Des serveurs moins gourmands en énergie

ARM destine ses processeurs aux centres de calcul « verts » et les fabricants de serveurs travaillent déjà sur des systèmes expérimentaux intégrant le processeur Cortex-A9 du fondeur. Hewlett-Packard a annoncé qu'il testait des serveurs à base de processeurs ARM et le supercalculateur hybride développé par Nvidia pour le Supercomputing Center de Barcelone (BSC) intègre une puce Tegra 3, architecture ARM, associée à des processeurs graphiques. « Le processeur ARMv8a va apporter aux serveurs des caractéristiques spécifiques en matière de sécurité et de virtualisation, » a précisé aussi Warren East. « Les puces 64 bits seront également rétrocompatibles. Elles pourront faire tourner des applications écrites pour les architectures ARM précédentes. » Le fondeur travaille également sur l'aspect logiciel pour accélérer l'adoption de ses processeurs 64 bits dans les serveurs. Une version de production de l'OS Ubuntu basé sur Linux a déjà été livrée, et une version Red Hat compatible ARMv8 est en cours de préparation.

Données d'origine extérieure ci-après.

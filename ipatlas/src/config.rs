use std::{fs, path::PathBuf, str::FromStr};

use thiserror::Error;

use core_types::config::SpaceConfig;

const DELEGATION_FILES: &[&str] = &[
    "delegated-afrinic-extended-latest",
    "delegated-apnic-extended-latest",
    "delegated-arin-extended-latest",
    "delegated-lacnic-extended-latest",
    "delegated-ripencc-extended-latest",
];

/// Deployment target for the binary.
#[derive(Clone, Copy, Debug, PartialEq, Eq)]
pub enum Environment {
    Dev,
    Prod,
}

impl FromStr for Environment {
    type Err = ConfigError;

    fn from_str(value: &str) -> Result<Self, Self::Err> {
        match value.to_ascii_lowercase().as_str() {
            "dev" => Ok(Environment::Dev),
            "prod" => Ok(Environment::Prod),
            other => Err(ConfigError::UnknownEnvironment {
                value: other.to_string(),
            }),
        }
    }
}

/// Minimal configuration blob compiled into the binary.
#[derive(Clone)]
pub struct AppConfig {
    pub env: Environment,
    pub state_dir: PathBuf,
    pub delegation_files: Vec<PathBuf>,
    pub space: SpaceConfig,
}

impl AppConfig {
    pub fn load(env: Environment) -> Result<Self, ConfigError> {
        Ok(Self {
            env,
            state_dir: state_dir_for(env),
            delegation_files: delegation_files_for(env),
            space: SpaceConfig::default(),
        })
    }

    pub fn ensure_dirs(&self) -> Result<(), ConfigError> {
        fs::create_dir_all(&self.state_dir).map_err(|source| ConfigError::CreateStateDir {
            path: self.state_dir.clone(),
            source,
        })
    }

    pub fn env_label(&self) -> &'static str {
        match self.env {
            Environment::Dev => "dev",
            Environment::Prod => "prod",
        }
    }

    pub fn snapshot_dir(&self) -> PathBuf {
        self.state_dir.join("snapshots")
    }
}

fn state_dir_for(env: Environment) -> PathBuf {
    match env {
        Environment::Dev => PathBuf::from("./ipatlas.state"),
        Environment::Prod => PathBuf::from("/var/lib/ipatlas/state"),
    }
}

fn delegation_files_for(env: Environment) -> Vec<PathBuf> {
    let data_dir = match env {
        Environment::Dev => PathBuf::from("./data"),
        Environment::Prod => PathBuf::from("/var/lib/ipatlas/data"),
    };
    DELEGATION_FILES
        .iter()
        .map(|name| data_dir.join(name))
        .collect()
}

#[derive(Debug, Error)]
pub enum ConfigError {
    #[error("unknown environment '{value}' (expected 'dev' or 'prod')")]
    UnknownEnvironment { value: String },
    #[error("failed to create state directory {path:?}: {source}")]
    CreateStateDir {
        path: PathBuf,
        source: std::io::Error,
    },
}
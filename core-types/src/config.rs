use serde::{Deserialize, Serialize};

use crate::types::{CountryCode, Day, IpVersion};

/// Historical bounds for one address family.
#[derive(Debug, Clone, Serialize, Deserialize)]
pub struct VersionWindow {
    /// First day of recorded allocation history.
    pub history_start: Day,
    /// Horizon used when precomputing yearly anchor boundaries.
    pub horizon: Day,
    /// Last day with loaded allocation data; queries past it are clamped.
    pub alloc_end: Day,
}

/// Knobs for the snapshot reconciler.
#[derive(Debug, Clone, Serialize, Deserialize)]
pub struct SpaceConfig {
    #[serde(default = "default_v4_window")]
    pub v4: VersionWindow,
    #[serde(default = "default_v6_window")]
    pub v6: VersionWindow,
    /// When true, persisting a snapshot unions `known_countries` (and keeps
    /// bucket data for countries the new computation did not touch) with any
    /// snapshot already stored at the same key. When false, the persist
    /// replaces the document wholesale and earlier known countries are
    /// forgotten, matching the narrower historical semantics.
    #[serde(default = "default_union_known")]
    pub union_known_countries: bool,
    /// Country set used by the warm pass at startup.
    #[serde(default = "default_warm_countries")]
    pub warm_countries: Vec<CountryCode>,
}

impl SpaceConfig {
    pub fn window(&self, version: IpVersion) -> &VersionWindow {
        match version {
            IpVersion::V4 => &self.v4,
            IpVersion::V6 => &self.v6,
        }
    }

    pub fn alloc_end(&self, version: IpVersion) -> Day {
        self.window(version).alloc_end
    }
}

impl Default for SpaceConfig {
    fn default() -> Self {
        Self {
            v4: default_v4_window(),
            v6: default_v6_window(),
            union_known_countries: default_union_known(),
            warm_countries: default_warm_countries(),
        }
    }
}

fn default_v4_window() -> VersionWindow {
    VersionWindow {
        history_start: Day(19810101),
        horizon: Day(20240101),
        alloc_end: Day(20230710),
    }
}

fn default_v6_window() -> VersionWindow {
    VersionWindow {
        history_start: Day(19980101),
        horizon: Day(20240101),
        alloc_end: Day(20230710),
    }
}

fn default_union_known() -> bool {
    true
}

fn default_warm_countries() -> Vec<CountryCode> {
    ["US", "CN", "JP", "DE", "GB", "KR", "BR", "FR", "CA", "IT"]
        .iter()
        .map(|code| CountryCode::new(code).expect("valid warm country code"))
        .collect()
}
// Copyright (c) James Kassemi, SC, US. All rights reserved.

//! End-to-end: raw delegation lines through ingestion, aggregation,
//! snapshot reconciliation, and flattening.

use std::collections::BTreeSet;
use std::sync::Arc;

use alloc_store::MemoryAllocationStore;
use bucketing::ingest::{v4_record, v6_record, RegistryLine};
use core_types::config::SpaceConfig;
use core_types::types::{CountryCode, Day, IpVersion, Tightness};
use snapshot_cache::{MemorySnapshotStore, TieredSnapshots};
use space_engine::{SpaceReconciler, SpaceRequest};

const DELEGATION_LINES: &[&str] = &[
    "apnic|CN|ipv4|1.0.1.0|256|20110414|allocated",
    "apnic|CN|ipv4|1.0.2.0|512|20110414|allocated",
    "apnic|HK|ipv4|1.0.32.0|1024|20110412|allocated",
    "apnic|US|ipv4|2.0.0.0|65536|20000101|assigned",
    "apnic|EU|ipv4|3.0.0.0|65536|20000101|allocated",
    "apnic|JP|ipv4|4.0.0.0|65536|20000101|reserved",
    "apnic|JP|ipv4|5.0.0.0|65536|20000101|available",
    "apnic|JP|ipv6|2001:200::|35|19990813|allocated",
    "apnic|TW|ipv6|2404:3c00::|32|20000101|allocated",
];

fn load_store() -> MemoryAllocationStore {
    let store = MemoryAllocationStore::new();
    for raw in DELEGATION_LINES {
        let line = RegistryLine::parse(raw).unwrap();
        let record = match line.rtype {
            "ipv4" => v4_record(&line).unwrap(),
            "ipv6" => v6_record(&line).unwrap(),
            other => panic!("unexpected record type {other}"),
        };
        if let Some(record) = record {
            store.insert(record);
        }
    }
    store
}

fn reconciler(store: Arc<MemoryAllocationStore>) -> SpaceReconciler {
    SpaceReconciler::new(
        SpaceConfig::default(),
        store,
        TieredSnapshots::new(Arc::new(MemorySnapshotStore::new())),
    )
}

fn cc(code: &str) -> CountryCode {
    CountryCode::new(code).unwrap()
}

fn countries(codes: &[&str]) -> BTreeSet<CountryCode> {
    codes.iter().map(|code| cc(code)).collect()
}

#[tokio::test]
async fn ingestion_filters_never_reach_the_resolved_space() {
    let engine = reconciler(Arc::new(load_store()));
    let request = SpaceRequest::new(
        IpVersion::V4,
        Day(20230101),
        countries(&["CN", "US", "JP", "EU", "HK"]),
    );
    let resolved = engine.resolve(&request).await.unwrap();

    // Available/reserved JP rows and the EU pseudo-country were dropped
    // at ingestion; HK folded into CN before aggregation.
    assert!(!resolved.data.contains_key(&cc("JP")));
    assert!(!resolved.data.contains_key(&cc("EU")));
    assert!(!resolved.data.contains_key(&cc("HK")));
    assert_eq!(resolved.data[&cc("CN")]["1.0.0.0/16"], 256 + 512 + 1024);
    assert_eq!(resolved.data[&cc("US")]["2.0.0.0/16"], 65536);
}

#[tokio::test]
async fn dates_slice_history_and_snapshots_carry_deltas_forward() {
    let store = Arc::new(load_store());
    let engine = reconciler(store.clone());

    // At the 2011 anchor, before the April APNIC rows, only US space
    // exists.
    let early = SpaceRequest::new(IpVersion::V4, Day(20110101), countries(&["CN", "US"]))
        .with_refresh(true);
    let resolved = engine.resolve(&early).await.unwrap();
    assert!(!resolved.data.contains_key(&cc("CN")));
    assert_eq!(resolved.data[&cc("US")]["2.0.0.0/16"], 65536);
    let baseline = store.query_count();

    // A later date in the same anchor year is seeded from that snapshot
    // and picks the April rows up through a single delta window.
    let late = SpaceRequest::new(IpVersion::V4, Day(20111231), countries(&["CN", "US"]));
    let resolved = engine.resolve(&late).await.unwrap();
    assert_eq!(resolved.data[&cc("CN")]["1.0.0.0/16"], 1792);
    assert_eq!(resolved.data[&cc("US")]["2.0.0.0/16"], 65536);
    assert_eq!(store.query_count(), baseline + 1);
}

#[tokio::test]
async fn flattened_v6_space_folds_tw_into_cn() {
    let engine = reconciler(Arc::new(load_store()));
    let request = SpaceRequest::new(IpVersion::V6, Day(20230101), countries(&["CN", "JP"]))
        .with_tightness(Tightness::Tight);
    let response = engine.resolve_space(&request).await.unwrap();

    // Both /32-equivalent allocations sit in distinct /24 buckets.
    let owners: Vec<(&str, &str)> = response
        .blocks
        .iter()
        .map(|block| (block.bucket.as_str(), block.country.as_str()))
        .collect();
    assert_eq!(
        owners,
        vec![("2001:200::/24", "JP"), ("2404:3c00::/24", "CN")]
    );
    assert_eq!(response.snapshot_date, Day(20230101));
}
// Copyright (c) James Kassemi, SC, US. All rights reserved.

//! Incremental reconciliation of per-country address space over time.
//!
//! Answers "which countries held which address buckets as of date D"
//! without re-scanning full allocation history per request: the
//! [`reconciler::SpaceReconciler`] seeds each answer from the nearest
//! prior snapshot, tops it up with a bounded delta aggregation, and
//! optionally persists the result for the next caller.

pub mod anchor;
pub mod error;
pub mod flatten;
pub mod reconciler;

pub use anchor::AnchorTable;
pub use error::{Result, SpaceError};
pub use flatten::{flatten, BucketOwnership};
pub use reconciler::{
    ResolvedSpace, SpaceReconciler, SpaceRequest, SpaceResponse, WarmReport,
};
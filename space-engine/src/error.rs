// Copyright (c) James Kassemi, SC, US. All rights reserved.

use thiserror::Error;

use alloc_store::AllocStoreError;
use snapshot_cache::SnapshotStoreError;

#[derive(Debug, Error)]
pub enum SpaceError {
    #[error("allocation query failed: {0}")]
    Alloc(#[from] AllocStoreError),
    #[error("snapshot store failed: {0}")]
    Snapshot(#[from] SnapshotStoreError),
}

pub type Result<T> = std::result::Result<T, SpaceError>;
// ── Space domain type ──
//
// A server-side room merged with its local configuration. Control
// capabilities (door, lighting) exist only when the config map says so.

use std::collections::{BTreeMap, BTreeSet};
use std::sync::Arc;

use cdi_api::{LightId, RawSpace, RoomId};
use serde::Serialize;
use tracing::{debug, info};

use crate::config::SpaceConfigMap;
use crate::error::CoreError;
use crate::lighting::{LightSelection, Lighting};
use crate::session::Session;

/// One controllable room.
#[derive(Debug, Clone)]
pub struct Space {
    id: RoomId,
    name: String,
    /// Opaque positional data from the server, passed through as is.
    position: serde_json::Value,
    extra: serde_json::Map<String, serde_json::Value>,
    floor: Option<String>,
    door: Option<String>,
    lighting: Option<Lighting>,
    session: Arc<Session>,
}

impl Space {
    /// Merge a server record with its config entry, if any.
    ///
    /// Never fails: a room missing from `config` just has no door, floor
    /// or lighting.
    pub fn new(raw: RawSpace, config: &SpaceConfigMap, session: Arc<Session>) -> Self {
        let room = config.get(&raw.room_id);
        Self {
            floor: room.and_then(|r| r.floor.clone()),
            door: room.and_then(|r| r.door_id.clone()),
            lighting: room
                .and_then(|r| r.zone.as_ref())
                .map(Lighting::from_zone),
            id: raw.room_id,
            name: raw.name,
            position: raw.position,
            extra: raw.extra,
            session,
        }
    }

    pub fn id(&self) -> &RoomId {
        &self.id
    }

    pub fn name(&self) -> &str {
        &self.name
    }

    pub fn position(&self) -> &serde_json::Value {
        &self.position
    }

    /// Server fields beyond id, name and position.
    pub fn extra(&self) -> &serde_json::Map<String, serde_json::Value> {
        &self.extra
    }

    pub fn floor(&self) -> Option<&str> {
        self.floor.as_deref()
    }

    pub fn door(&self) -> Option<&str> {
        self.door.as_deref()
    }

    pub fn lighting(&self) -> Option<&Lighting> {
        self.lighting.as_ref()
    }

    /// The full ordered light set, if the space has lighting control.
    pub fn lights(&self) -> Option<&[LightId]> {
        self.lighting.as_ref().map(Lighting::lights)
    }

    /// Named lighting presets, if the space has lighting control.
    pub fn light_configs(&self) -> Option<&BTreeMap<String, BTreeSet<LightId>>> {
        self.lighting.as_ref().map(Lighting::presets)
    }

    /// Both floor and door id are known.
    pub fn has_door_control(&self) -> bool {
        self.floor.is_some() && self.door.is_some()
    }

    // ── Control ──────────────────────────────────────────────────────

    /// Set `selection` to `level` and every other light in the space to 0.
    ///
    /// Returns `Ok(None)` without contacting the server when the space has
    /// no lighting. An unknown preset name fails with `PresetNotFound`
    /// before any request is made.
    pub async fn set_lights(
        &self,
        level: u8,
        selection: &LightSelection,
    ) -> Result<Option<serde_json::Value>, CoreError> {
        let Some(lighting) = &self.lighting else {
            debug!(space = %self.name, "no lighting control, skipping");
            return Ok(None);
        };

        let assignments =
            lighting
                .levels(level, selection)
                .map_err(|missing| CoreError::PresetNotFound {
                    space: self.name.clone(),
                    key: missing.0,
                })?;

        info!(space = %self.name, ?selection, level, "setting lights");
        let data = self
            .session
            .api()
            .set_lights_level(self.session.key(), &assignments)
            .await?;
        Ok(Some(data))
    }

    /// Open the room's door.
    ///
    /// Returns `Ok(None)` without contacting the server when floor or door
    /// id is unknown.
    pub async fn open_door(&self) -> Result<Option<serde_json::Value>, CoreError> {
        let (Some(door), Some(floor)) = (&self.door, &self.floor) else {
            info!(space = %self.name, "space has no remotely controllable door");
            return Ok(None);
        };

        let data = self
            .session
            .api()
            .open_door(self.session.key(), door, floor)
            .await?;
        Ok(Some(data))
    }

    /// Set the air-conditioning target temperature.
    ///
    /// Always sent: whether the room actually has controllable AC is for
    /// the server to decide.
    pub async fn set_temperature(&self, temperature: f64) -> Result<serde_json::Value, CoreError> {
        let data = self
            .session
            .api()
            .set_ac_target_temperature(self.session.key(), &self.id, temperature)
            .await?;
        Ok(data)
    }

    /// A serializable snapshot for display.
    pub fn info(&self) -> SpaceInfo {
        SpaceInfo {
            id: self.id.clone(),
            name: self.name.clone(),
            position: self.position.clone(),
            extra: self.extra().clone(),
            floor: self.floor.clone(),
            door: self.door.clone(),
            lights: self.lights().map(<[LightId]>::to_vec),
            presets: self
                .light_configs()
                .map(|p| p.keys().cloned().collect())
                .unwrap_or_default(),
        }
    }
}

/// Plain-data view of a [`Space`].
#[derive(Debug, Clone, Serialize)]
pub struct SpaceInfo {
    pub id: RoomId,
    pub name: String,
    pub position: serde_json::Value,
    /// Server fields this client does not interpret.
    #[serde(skip_serializing_if = "serde_json::Map::is_empty")]
    pub extra: serde_json::Map<String, serde_json::Value>,
    pub floor: Option<String>,
    pub door: Option<String>,
    pub lights: Option<Vec<LightId>>,
    pub presets: Vec<String>,
}
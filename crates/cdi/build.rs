use std::fs;
use std::path::{Path, PathBuf};

use clap::CommandFactory;

// cli.rs depends only on clap + clap_complete, both build-dependencies.
#[path = "src/cli.rs"]
#[allow(dead_code)]
mod cli;

fn main() {
    println!("cargo::rerun-if-changed=src/cli.rs");

    let out_dir: PathBuf = std::env::var_os("OUT_DIR")
        .expect("OUT_DIR not set by Cargo")
        .into();
    let man_dir = out_dir.join("man");
    fs::create_dir_all(&man_dir).expect("failed to create man output directory");

    write_manpages(&cli::Cli::command(), &man_dir);
}

/// One page per command, named `cdi-<sub>.1` for subcommands.
fn write_manpages(cmd: &clap::Command, dir: &Path) {
    let name = cmd.get_name().to_owned();

    let mut page = Vec::new();
    clap_mangen::Man::new(cmd.clone())
        .render(&mut page)
        .unwrap_or_else(|e| panic!("failed to render man page for `{name}`: {e}"));

    let path = dir.join(format!("{name}.1"));
    fs::write(&path, page).unwrap_or_else(|e| panic!("failed to write {}: {e}", path.display()));

    for sub in cmd.get_subcommands().filter(|s| !s.is_hide_set()) {
        write_manpages(&sub.clone().name(format!("{name}-{}", sub.get_name())), dir);
    }
}
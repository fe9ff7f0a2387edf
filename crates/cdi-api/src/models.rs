// CDI API response types
//
// Every endpoint answers with a flat JSON object carrying a `callStatus`
// marker. Successful responses put their payload in `data` (or, for login,
// in `sessionKey`); failures carry whatever the server decided to add and
// are kept verbatim for diagnostics.

use std::fmt;

use secrecy::{ExposeSecret, SecretString};
use serde::de::DeserializeOwned;
use serde::{Deserialize, Serialize};

use crate::error::Error;
use crate::ids::RoomId;

/// The literal `callStatus` value the server uses for success.
pub const SUCCESS_MARKER: &str = "SUCCEED";

// ── Call outcome ─────────────────────────────────────────────────────

/// A decoded CDI response, split on the `callStatus` marker.
///
/// `T` is the endpoint-specific success shape. The failure arm keeps the
/// whole body untouched.
#[derive(Debug)]
pub enum CallOutcome<T> {
    Succeeded(T),
    Failed(serde_json::Value),
}

impl<T: DeserializeOwned> CallOutcome<T> {
    /// Decode a raw response body.
    ///
    /// Non-JSON bodies, and success bodies missing the fields `T` requires,
    /// are `Error::Deserialization`. A body whose `callStatus` is anything
    /// but [`SUCCESS_MARKER`] (including absent) is `Failed`.
    pub fn from_body(body: &str) -> Result<Self, Error> {
        let value: serde_json::Value =
            serde_json::from_str(body).map_err(|e| Error::Deserialization {
                message: e.to_string(),
                body: body.to_owned(),
            })?;

        let succeeded = value
            .get("callStatus")
            .and_then(serde_json::Value::as_str)
            .is_some_and(|status| status == SUCCESS_MARKER);

        if !succeeded {
            return Ok(Self::Failed(value));
        }

        serde_json::from_value(value)
            .map(Self::Succeeded)
            .map_err(|e| Error::Deserialization {
                message: e.to_string(),
                body: body.to_owned(),
            })
    }

    /// Collapse into a `Result`, mapping the failure body with `on_failure`.
    pub fn into_result(self, on_failure: fn(serde_json::Value) -> Error) -> Result<T, Error> {
        match self {
            Self::Succeeded(payload) => Ok(payload),
            Self::Failed(body) => Err(on_failure(body)),
        }
    }
}

// ── Payload shapes ───────────────────────────────────────────────────

/// Success shape of `GET /api/user/login`.
#[derive(Debug, Deserialize)]
pub struct LoginPayload {
    #[serde(rename = "sessionKey")]
    pub session_key: String,
}

/// Success shape of every endpoint that answers with `data`.
#[derive(Debug, Deserialize)]
pub struct DataPayload<T> {
    pub data: T,
}

/// Control endpoints may omit `data`; it then reads as `null`.
#[derive(Debug, Deserialize)]
pub struct OptionalDataPayload {
    #[serde(default)]
    pub data: serde_json::Value,
}

// ── Session key ──────────────────────────────────────────────────────

/// Opaque session token returned by login.
///
/// Attached as `sessionKey` to every control call. `Debug` and `Display`
/// never reveal it.
#[derive(Clone)]
pub struct SessionKey(SecretString);

impl SessionKey {
    pub fn new(token: impl Into<String>) -> Self {
        Self(SecretString::from(token.into()))
    }

    /// The raw token, for building a request.
    pub fn expose(&self) -> &str {
        self.0.expose_secret()
    }
}

impl fmt::Debug for SessionKey {
    fn fmt(&self, f: &mut fmt::Formatter<'_>) -> fmt::Result {
        f.write_str("SessionKey([REDACTED])")
    }
}

impl From<LoginPayload> for SessionKey {
    fn from(payload: LoginPayload) -> Self {
        Self::new(payload.session_key)
    }
}

// ── Space ────────────────────────────────────────────────────────────

/// One record from `GET /api/space/all`.
///
/// Only `roomId`, `name` and `position` are interpreted; `position` is
/// opaque and everything else lands in `extra`.
#[derive(Debug, Clone, Serialize, Deserialize)]
pub struct RawSpace {
    #[serde(rename = "roomId")]
    pub room_id: RoomId,
    pub name: String,
    #[serde(default)]
    pub position: serde_json::Value,
    /// Catch-all for fields this client does not model.
    #[serde(flatten)]
    pub extra: serde_json::Map<String, serde_json::Value>,
}

#[cfg(test)]
mod tests {
    use serde_json::json;

    use super::*;

    #[test]
    fn success_marker_yields_payload() {
        let body = r#"{"callStatus":"SUCCEED","sessionKey":"abc"}"#;
        let outcome = CallOutcome::<LoginPayload>::from_body(body).unwrap();
        match outcome {
            CallOutcome::Succeeded(p) => assert_eq!(p.session_key, "abc"),
            CallOutcome::Failed(body) => panic!("unexpected failure: {body}"),
        }
    }

    #[test]
    fn missing_status_is_failure_with_body() {
        let body = r#"{"message":"who are you"}"#;
        let outcome = CallOutcome::<LoginPayload>::from_body(body).unwrap();
        match outcome {
            CallOutcome::Failed(v) => assert_eq!(v, json!({"message": "who are you"})),
            CallOutcome::Succeeded(_) => panic!("expected failure"),
        }
    }

    #[test]
    fn non_json_body_is_deserialization_error() {
        let err = CallOutcome::<LoginPayload>::from_body("<html>502</html>").unwrap_err();
        assert!(matches!(err, Error::Deserialization { ref body, .. } if body.contains("502")));
    }

    #[test]
    fn session_key_debug_is_redacted() {
        let key = SessionKey::new("super-secret");
        assert!(!format!("{key:?}").contains("super-secret"));
        assert_eq!(key.expose(), "super-secret");
    }
}
//! Helpers shared by the control commands.

use cdi_core::Space;

use crate::cli::GlobalOpts;
use crate::output;

/// Print the server's `data` payload in the chosen format, then a short
/// confirmation on stderr.
pub fn report_control(global: &GlobalOpts, space: &Space, action: &str, data: &serde_json::Value) {
    let out = output::render_single(
        &global.output,
        data,
        |d| if d.is_null() { String::new() } else { d.to_string() },
        |d| if d.is_null() { String::new() } else { d.to_string() },
    );
    output::print_output(&out, global.quiet);

    if !global.quiet {
        eprintln!("{}: {action}", space.name());
    }
}

/// The space lacks the capability; nothing was sent.
pub fn report_skipped(global: &GlobalOpts, space: &Space, reason: &str) {
    if !global.quiet {
        eprintln!("{}: {reason}; nothing sent", space.name());
    }
}
//! Door command handler.

use cdi_core::Cdi;

use crate::cli::{DoorArgs, GlobalOpts};
use crate::error::CliError;

use super::util;

pub async fn handle(cdi: &Cdi, args: DoorArgs, global: &GlobalOpts) -> Result<(), CliError> {
    let space = cdi.find_space(&args.space)?;
    match space.open_door().await? {
        Some(data) => util::report_control(global, space, "door opened", &data),
        None => util::report_skipped(global, space, "no remotely controllable door"),
    }
    Ok(())
}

« ARM va avoir une tâche difficile pour détrôner Intel dans le secteur du serveur. Cela fait plusieurs années qu'Intel fournit des puces x86 à ce marché sur lequel elle a une position dominante, » a estimé Nathan Brookwood. Cette année, Intel a également entrepris de marcher sur les plates-bandes d'ARM, en proposant son processeur 32 bits Atom Medfield pour les smartphones. « Avec quelques modifications, Intel pourrait sortir une version 64 bits de cette puce destinée à l'origine aux smartphones, » a ajouté l'analyste. Reste qu'ARM devrait aussi être difficile à contrer sur ce marché. Et pour l'instant, il n'y a pas d'urgence à proposer un processeur 64 bits pour smartphones.